Now those Syrians ask one another, “What do you think, is this conflict going to last a long time?”

People here have been surprised by the brutality of Assad and the international community’s unwillingness to get involved beyond sending observers and brokering failed peace plans.

“We’ve grown accustomed, you can say. We have submitted our fate to God and we are trying to live,” said Khawla, 26, a mother of two who asked to be identified by only her first name. “Despite the shelling, life is continuing. The people are creating hope for themselves.”

“There are many people who are trying to lead a normal life,” said her husband, Zakaria Harba. “But it is difficult.”

Outside, the morning sound is of metal grates lifting as shops open. Were it not for the gunfire in the distance, it might seem like an ordinary day.

“If everyone stops working, it will be a big problem for us because people need the basics,” said Harba, 31, who owns a shop that mostly sells Turkish coffee.

Coffee is a ritual here, of both daily life and hospitality, that even war cannot interrupt. For months his shelves were empty, but recently he was able to hire a Christian, for twice what it would normally cost, to make the perilous drive to the city of Hama to pick up a new supply.

The trip, Harba said, would be far more dangerous for him, a Sunni Muslim man, because a majority of the rebels are Sunnis.

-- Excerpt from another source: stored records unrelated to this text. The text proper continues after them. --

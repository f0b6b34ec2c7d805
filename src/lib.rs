// ==========================================
// 饲料配方优化系统 - 核心库
// ==========================================
// 技术栈: Rust + minilp（线性规划）
// 系统定位: 最低成本日粮配方（决策支持,人工最终确认）
// ==========================================

// ==========================================
// 模块声明
// ==========================================

// 领域层 - 实体与类型
pub mod domain;

// 原料目录层 - 校验与去重
pub mod catalog;

// 引擎层 - LP 建模与求解
pub mod engine;

// 导入层 - 外部表格
pub mod importer;

// 配置层 - 配方方案
pub mod config;

// 日志系统
pub mod logging;

// ==========================================
// 重导出核心类型
// ==========================================

// 领域类型
pub use domain::types::{Category, Nutrient, NutrientProfile};

// 领域实体
pub use domain::{
    ConfigurationError, Eligibility, InfeasibleReason, InfeasibleReport, Ingredient,
    IngredientRow, NutrientTargets, OptimizationOutcome, Ration, RationLine, RationPolicy,
    ValidationError,
};

// 原料目录
pub use catalog::{Catalog, MergeReport};

// 引擎
pub use engine::{
    FormulationHistory, FormulationRecord, LpSolver, MinilpSolver, OptimizerSettings,
    RationOptimizer,
};

// 配置
pub use config::{ConfigManager, FormulationProfile, Species};

// ==========================================
// 常量定义
// ==========================================

// 系统版本
pub const VERSION: &str = env!("CARGO_PKG_VERSION");

// 系统名称
pub const APP_NAME: &str = "饲料配方优化系统";

#[cfg(test)]
mod tests {
    use super::*;

    #[test]
    fn test_version() {
        assert!(!VERSION.is_empty());
    }
}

Christians have been largely on the sidelines of this conflict, although the Vatican recently expressed concern that they have been told to leave the town.

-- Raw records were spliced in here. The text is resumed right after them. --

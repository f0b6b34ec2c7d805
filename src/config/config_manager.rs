// ==========================================
// 饲料配方优化系统 - 配置管理器
// ==========================================
// 职责: 配方方案文件的定位、读取、保存
// 优先级: 显式路径 > 环境变量 FEED_RATION_PROFILE > 用户配置目录 > 内置预设
// ==========================================

use crate::config::formulation_profile::FormulationProfile;
use crate::domain::error::ConfigurationError;
use std::path::{Path, PathBuf};
use thiserror::Error;
use tracing::{debug, info};

/// 配置文件路径环境变量
pub const PROFILE_ENV_VAR: &str = "FEED_RATION_PROFILE";

const APP_CONFIG_DIR: &str = "feed-ration";
const PROFILE_FILE_NAME: &str = "profile.json";

#[derive(Error, Debug)]
pub enum ConfigError {
    #[error("配置文件读写失败 ({path}): {source}")]
    Io {
        path: String,
        #[source]
        source: std::io::Error,
    },

    #[error("配置文件格式错误 ({path}): {source}")]
    Json {
        path: String,
        #[source]
        source: serde_json::Error,
    },

    #[error("配置取值非法: {0}")]
    Invalid(#[from] ConfigurationError),

    #[error("无法确定用户配置目录")]
    NoConfigDir,
}

/// 方案来源
#[derive(Debug, Clone, PartialEq, Eq)]
pub enum ProfileSource {
    File(PathBuf),
    BuiltIn,
}

// ==========================================
// ConfigManager - 配置管理器
// ==========================================
#[derive(Debug, Clone, Default)]
pub struct ConfigManager {
    override_path: Option<PathBuf>,
}

impl ConfigManager {
    pub fn new() -> Self {
        Self::default()
    }

    /// 指定方案文件（优先于环境变量与默认目录）
    pub fn with_path(path: impl Into<PathBuf>) -> Self {
        Self {
            override_path: Some(path.into()),
        }
    }

    /// 用户配置目录下的默认方案路径
    pub fn default_profile_path() -> Option<PathBuf> {
        dirs::config_dir().map(|dir| dir.join(APP_CONFIG_DIR).join(PROFILE_FILE_NAME))
    }

    /// 解析方案路径（不检查文件是否存在）
    pub fn profile_path(&self) -> Option<PathBuf> {
        if let Some(path) = &self.override_path {
            return Some(path.clone());
        }
        if let Some(path) = std::env::var_os(PROFILE_ENV_VAR).filter(|v| !v.is_empty()) {
            return Some(PathBuf::from(path));
        }
        Self::default_profile_path()
    }

    /// 读取方案
    ///
    /// # 规则
    /// - 显式指定路径时文件必须存在
    /// - 未显式指定且文件不存在 → 内置兔用预设
    pub fn load(&self) -> Result<(FormulationProfile, ProfileSource), ConfigError> {
        match self.profile_path() {
            Some(path) if path.exists() || self.override_path.is_some() => {
                let profile = Self::load_from(&path)?;
                info!(path = %path.display(), species = %profile.species, "已加载配方方案");
                Ok((profile, ProfileSource::File(path)))
            }
            _ => {
                debug!("未找到配方方案文件,使用内置预设");
                Ok((FormulationProfile::default(), ProfileSource::BuiltIn))
            }
        }
    }

    /// 从指定文件读取并校验
    pub fn load_from(path: &Path) -> Result<FormulationProfile, ConfigError> {
        let text = std::fs::read_to_string(path).map_err(|source| ConfigError::Io {
            path: path.display().to_string(),
            source,
        })?;
        let profile: FormulationProfile =
            serde_json::from_str(&text).map_err(|source| ConfigError::Json {
                path: path.display().to_string(),
                source,
            })?;
        profile.validate()?;
        Ok(profile)
    }

    /// 保存方案（自动创建父目录）
    pub fn save(&self, profile: &FormulationProfile) -> Result<PathBuf, ConfigError> {
        profile.validate()?;
        let path = self.profile_path().ok_or(ConfigError::NoConfigDir)?;
        let io_err = |source| ConfigError::Io {
            path: path.display().to_string(),
            source,
        };

        if let Some(parent) = path.parent() {
            std::fs::create_dir_all(parent).map_err(io_err)?;
        }
        let text = serde_json::to_string_pretty(profile).map_err(|source| ConfigError::Json {
            path: path.display().to_string(),
            source,
        })?;
        std::fs::write(&path, text).map_err(io_err)?;

        info!(path = %path.display(), "配方方案已保存");
        Ok(path)
    }
}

Harba’s shop used to be on the main market square. But when the plaza was shelled heavily more than a month ago, businesses that weren’t destroyed moved to nearby Omar ibn Khattab Street.

This street has become the commerce hub of Qusair, but shuttered storefronts still dominate. About 200 shops selling fruits and vegetables have been reduced to about two dozen, Harba said, and often half their shelves are bare. The same goes for the few pharmacies.

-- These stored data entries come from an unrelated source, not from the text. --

// ==========================================
// 饲料配方优化系统 - 配方优化引擎
// ==========================================
// 职责: 校验配置 → 筛选可选原料 → 构建 LP → 求解 → 提取配方
// 输入: 原料目录快照 + 营养目标 + 配方策略（可选）
// 输出: OptimizationOutcome（最优配方 / 无可行解报告）
// ==========================================
// 红线: 无可行解是正常结果值,不抛错误
// 红线: 营养合计由比例重新计算,不读取求解器松弛量
// 红线: 不重试（同一输入求解结果确定）
// ==========================================

use crate::catalog::Catalog;
use crate::domain::error::ConfigurationError;
use crate::domain::policy::RationPolicy;
use crate::domain::ration::{
    InfeasibleReason, InfeasibleReport, NutrientShortfall, OptimizationOutcome, Ration, RationLine,
};
use crate::domain::targets::NutrientTargets;
use crate::domain::types::{Nutrient, NutrientProfile};
use crate::engine::lp_model::LpModel;
use crate::engine::solver::{LpSolver, MinilpSolver, SolveStatus};
use serde::{Deserialize, Serialize};
use std::collections::HashSet;
use tracing::{debug, info, instrument, warn};

/// 可达性诊断容差
const SHORTFALL_TOLERANCE: f64 = 1e-9;

// ==========================================
// OptimizerSettings - 引擎参数
// ==========================================
#[derive(Debug, Clone, PartialEq, Serialize, Deserialize)]
pub struct OptimizerSettings {
    /// 显示阈值: 低于此比例的原料不在明细中显示
    #[serde(default = "default_display_epsilon")]
    pub display_epsilon: f64,

    /// 可选原料数量上限（限制单次求解规模）
    #[serde(default = "default_max_ingredients")]
    pub max_ingredients: usize,
}

fn default_display_epsilon() -> f64 {
    1e-4
}

fn default_max_ingredients() -> usize {
    500
}

impl Default for OptimizerSettings {
    fn default() -> Self {
        Self {
            display_epsilon: default_display_epsilon(),
            max_ingredients: default_max_ingredients(),
        }
    }
}

impl OptimizerSettings {
    pub fn validate(&self) -> Result<(), ConfigurationError> {
        if !(self.display_epsilon > 0.0 && self.display_epsilon < 1.0) {
            return Err(ConfigurationError::InvalidEpsilon(self.display_epsilon));
        }
        Ok(())
    }
}

// ==========================================
// RationOptimizer - 配方优化引擎
// ==========================================
pub struct RationOptimizer<S = MinilpSolver> {
    solver: S,
    settings: OptimizerSettings,
}

impl RationOptimizer<MinilpSolver> {
    /// 默认后端 + 默认参数
    pub fn new() -> Self {
        Self::with_settings(OptimizerSettings::default())
    }

    pub fn with_settings(settings: OptimizerSettings) -> Self {
        Self {
            solver: MinilpSolver,
            settings,
        }
    }
}

impl Default for RationOptimizer<MinilpSolver> {
    fn default() -> Self {
        Self::new()
    }
}

impl<S: LpSolver> RationOptimizer<S> {
    /// 指定求解后端
    pub fn with_solver(solver: S, settings: OptimizerSettings) -> Self {
        Self { solver, settings }
    }

    pub fn settings(&self) -> &OptimizerSettings {
        &self.settings
    }

    /// 求解最低成本配方
    ///
    /// # 参数
    /// - catalog: 原料目录（只读快照）
    /// - targets: 营养目标
    /// - policy: 配方策略（None 使用默认策略）
    ///
    /// # 返回
    /// - Ok(OptimizationOutcome::Optimal): 最优配方
    /// - Ok(OptimizationOutcome::Infeasible): 无可行解（正常结果）
    /// - Err(ConfigurationError): 目标/策略/参数非法,未构建 LP
    #[instrument(skip_all, fields(catalog_size = catalog.size(), solver = self.solver.name()))]
    pub fn optimize(
        &self,
        catalog: &Catalog,
        targets: &NutrientTargets,
        policy: Option<&RationPolicy>,
    ) -> Result<OptimizationOutcome, ConfigurationError> {
        let default_policy;
        let policy = match policy {
            Some(p) => p,
            None => {
                default_policy = RationPolicy::default();
                &default_policy
            }
        };

        // === 步骤 1: 配置校验 ===
        self.settings.validate()?;
        targets.validate()?;
        policy.validate()?;

        // === 步骤 2: 按策略筛选可选原料 ===
        let categories: HashSet<_> = policy.eligibility.categories().into_iter().collect();
        let eligible = catalog.filter_by_categories(&categories);

        if eligible.is_empty() {
            info!("策略筛选后无可选原料");
            return Ok(OptimizationOutcome::Infeasible(InfeasibleReport {
                reason: InfeasibleReason::NoEligibleIngredients,
                eligible_count: 0,
                shortfalls: Vec::new(),
            }));
        }

        if eligible.size() > self.settings.max_ingredients {
            return Err(ConfigurationError::TooManyIngredients {
                count: eligible.size(),
                max: self.settings.max_ingredients,
            });
        }

        // === 步骤 3: 构建 LP ===
        let model = LpModel::build(&eligible, targets, policy);
        debug!(
            vars = model.num_vars(),
            constraints = model.rows().len(),
            "LP 模型构建完成"
        );

        // === 步骤 4: 求解 + 提取 ===
        let outcome = match self.solver.solve(&model) {
            SolveStatus::Optimal { values, objective } => {
                let ration = self.extract_ration(&eligible, &model, &values, objective);
                info!(
                    cost = ration.total_cost_per_unit_mass(),
                    used = ration.significant_lines().count(),
                    "配方优化成功"
                );
                OptimizationOutcome::Optimal(ration)
            }
            SolveStatus::Infeasible => {
                let report = diagnose(&eligible, &model, targets, InfeasibleReason::Infeasible);
                info!(shortfalls = report.shortfalls.len(), "配方无可行解");
                OptimizationOutcome::Infeasible(report)
            }
            SolveStatus::Unbounded => {
                warn!("LP 目标无界（质量平衡约束下不应出现）");
                OptimizationOutcome::Infeasible(diagnose(
                    &eligible,
                    &model,
                    targets,
                    InfeasibleReason::Unbounded,
                ))
            }
        };

        Ok(outcome)
    }

    /// 提取配方
    ///
    /// # 规则
    /// - 求解器数值噪声收敛到 [0, 1]
    /// - 保留全部比例（含近似为 0 的项）,显示阈值只影响 significant_lines
    /// - 总成本取目标函数值; 营养合计按比例重新加权
    fn extract_ration(
        &self,
        eligible: &Catalog,
        model: &LpModel,
        values: &[f64],
        objective: f64,
    ) -> Ration {
        let proportions: Vec<f64> = values.iter().map(|v| v.clamp(0.0, 1.0)).collect();

        let lines = eligible
            .iter()
            .zip(&proportions)
            .map(|(ingredient, &p)| RationLine {
                ingredient: ingredient.name().to_string(),
                category: ingredient.category(),
                proportion: p,
                cost_contribution: p * ingredient.cost(),
            })
            .collect();

        let mut totals = [0.0; 4];
        for nutrient in Nutrient::ALL {
            totals[nutrient.index()] = dot(model.nutrient_coefficients(nutrient), &proportions);
        }

        Ration::new(
            lines,
            objective,
            NutrientProfile::from_array(totals),
            self.settings.display_epsilon,
        )
    }
}

/// 无可行解诊断: 列出超过任一可选原料含量的营养下限
fn diagnose(
    eligible: &Catalog,
    model: &LpModel,
    targets: &NutrientTargets,
    reason: InfeasibleReason,
) -> InfeasibleReport {
    let shortfalls = Nutrient::ALL
        .into_iter()
        .filter_map(|nutrient| {
            let target = targets.min(nutrient);
            let best_available = model
                .nutrient_coefficients(nutrient)
                .iter()
                .copied()
                .fold(0.0_f64, f64::max);
            (target > best_available + SHORTFALL_TOLERANCE).then_some(NutrientShortfall {
                nutrient,
                target,
                best_available,
            })
        })
        .collect();

    InfeasibleReport {
        reason,
        eligible_count: eligible.size(),
        shortfalls,
    }
}

fn dot(a: &[f64], b: &[f64]) -> f64 {
    a.iter().zip(b).map(|(x, y)| x * y).sum()
}

#[cfg(test)]
mod tests {
    use super::*;
    use crate::domain::ingredient::Ingredient;
    use crate::domain::types::Category;

    fn add(catalog: &mut Catalog, name: &str, category: Category, n: [f64; 4], cost: f64) {
        catalog
            .add_or_replace(
                Ingredient::new(name, category, NutrientProfile::from_array(n), cost).unwrap(),
            )
            .unwrap();
    }

    #[test]
    fn test_two_ingredient_reference_case() {
        let mut catalog = Catalog::new();
        add(&mut catalog, "A", Category::Unclassified, [0.0, 0.0, 0.0, 0.0], 10.0);
        add(&mut catalog, "B", Category::Unclassified, [100.0, 0.0, 0.0, 0.0], 100.0);

        let outcome = RationOptimizer::new()
            .optimize(&catalog, &NutrientTargets::new(50.0, 0.0, 0.0, 0.0), None)
            .unwrap();
        let ration = outcome.ration().expect("应有最优解");

        assert!((ration.proportion_of("A").unwrap() - 0.5).abs() < 1e-6);
        assert!((ration.proportion_of("B").unwrap() - 0.5).abs() < 1e-6);
        assert!((ration.total_cost_per_unit_mass() - 55.0).abs() < 1e-6);
        assert!((ration.nutrient_total(Nutrient::CrudeProtein) - 50.0).abs() < 1e-6);
    }

    #[test]
    fn test_no_eligible_ingredients() {
        let mut catalog = Catalog::new();
        add(&mut catalog, "Grass", Category::Fodder, [9.0, 2400.0, 30.0, 0.5], 30.0);

        let outcome = RationOptimizer::new()
            .optimize(
                &catalog,
                &NutrientTargets::default(),
                Some(&RationPolicy::concentrate_only()),
            )
            .unwrap();
        let report = outcome.infeasible_report().unwrap();
        assert_eq!(report.reason, InfeasibleReason::NoEligibleIngredients);
    }

    #[test]
    fn test_configuration_error_before_solving() {
        let catalog = Catalog::with_defaults();
        let result = RationOptimizer::new().optimize(
            &catalog,
            &NutrientTargets::new(16.0, 2500.0, 10.0, 0.5).with_max_crude_protein(10.0),
            None,
        );
        assert!(matches!(result, Err(ConfigurationError::MaxBelowMin { .. })));

        let bad_settings = OptimizerSettings {
            display_epsilon: 0.0,
            ..OptimizerSettings::default()
        };
        let result = RationOptimizer::with_settings(bad_settings).optimize(
            &catalog,
            &NutrientTargets::default(),
            None,
        );
        assert_eq!(result, Err(ConfigurationError::InvalidEpsilon(0.0)));
    }

    #[test]
    fn test_too_many_ingredients() {
        let settings = OptimizerSettings {
            max_ingredients: 3,
            ..OptimizerSettings::default()
        };
        let result = RationOptimizer::with_settings(settings).optimize(
            &Catalog::with_defaults(),
            &NutrientTargets::default(),
            None,
        );
        assert_eq!(
            result,
            Err(ConfigurationError::TooManyIngredients { count: 12, max: 3 })
        );
    }

    #[test]
    fn test_zero_everything_ingredient() {
        let mut catalog = Catalog::new();
        add(&mut catalog, "Filler", Category::Unclassified, [0.0; 4], 0.0);

        let outcome = RationOptimizer::new()
            .optimize(&catalog, &NutrientTargets::default(), None)
            .unwrap();
        let ration = outcome.ration().unwrap();
        assert!((ration.proportion_of("Filler").unwrap() - 1.0).abs() < 1e-9);
        assert_eq!(ration.total_cost_per_unit_mass(), 0.0);
        assert_eq!(ration.cost_share("Filler"), Some(0.0));
    }

    #[test]
    fn test_diagnose_reports_unreachable_target() {
        let mut catalog = Catalog::new();
        add(&mut catalog, "A", Category::Unclassified, [0.0; 4], 10.0);
        add(&mut catalog, "B", Category::Unclassified, [100.0, 0.0, 0.0, 0.0], 100.0);

        let outcome = RationOptimizer::new()
            .optimize(&catalog, &NutrientTargets::new(200.0, 0.0, 0.0, 0.0), None)
            .unwrap();
        let report = outcome.infeasible_report().unwrap();
        assert_eq!(report.reason, InfeasibleReason::Infeasible);
        assert_eq!(report.eligible_count, 2);
        assert_eq!(report.shortfalls.len(), 1);
        assert_eq!(report.shortfalls[0].nutrient, Nutrient::CrudeProtein);
        assert_eq!(report.shortfalls[0].best_available, 100.0);
    }
}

At a newly relocated pastry shop, the owner scrounges for basics like ground meat, flour and gas canisters.

“Each day we are just living for that day,” said the owner, who didn’t want to give his name for fear of reprisal. “Our projects, we have delayed everything. We are just working to eat.”

Inside, a refrigerator holds only a few bottles of domestic cola. Electricity and water are cut off regularly, but the owner, whose pot belly stretches the front of his shirt, still works throughout the day to fill orders for thyme, cheese and meat pastries. Oftentimes, they are for rebels who live communally nearby.

Across the street, at one of the few remaining cellphone shops, decorative phone cases and key chains sit untouched. Customers ask only to add minutes or buy chargers and batteries. Cellphones are a necessity for checking on the casualties of the latest attack.

“We were scared a lot in the beginning of the revolution; now we have gotten used to it,” said Zainab Harba, whose son owns the shop.

When the sound of shelling intensifies, the shop is shuttered. But on quiet days, it is reopened, if nothing more than to occupy time, Zainab Harba said.

“Now there’s just eating and shelling and massacring,” she said dryly.

But some major milestones of life cannot be denied.

Mohammad Khair Raeid plans to get married, even though he is one of hundreds of rebels who say they expect martyrdom any day. He was a soldier in the Syrian army for six months before he defected a year ago.

“It’s our right to get married, no?” said Raeid, 22, a lanky man with a prominent unibrow. “If we die at least we might leave something behind, a son that will raise my head in pride.”

He and his fiancee, 19, met three months ago when her family fled the battered city of Rastan. They expect to marry quickly and quietly when Raeid’s parents return from Lebanon, where they fled.

The conflict has left little opportunity for courting or large traditional wedding celebrations. As a dowry to his fiancee, on paper anyway, he will give his Kalashnikov rifle, as other rebels have done before him. It’s the only thing they own, he said.

“I might write my marriage contract and get killed a week later,” he said. “But should we have to die without getting married? We would die with heartbreak.”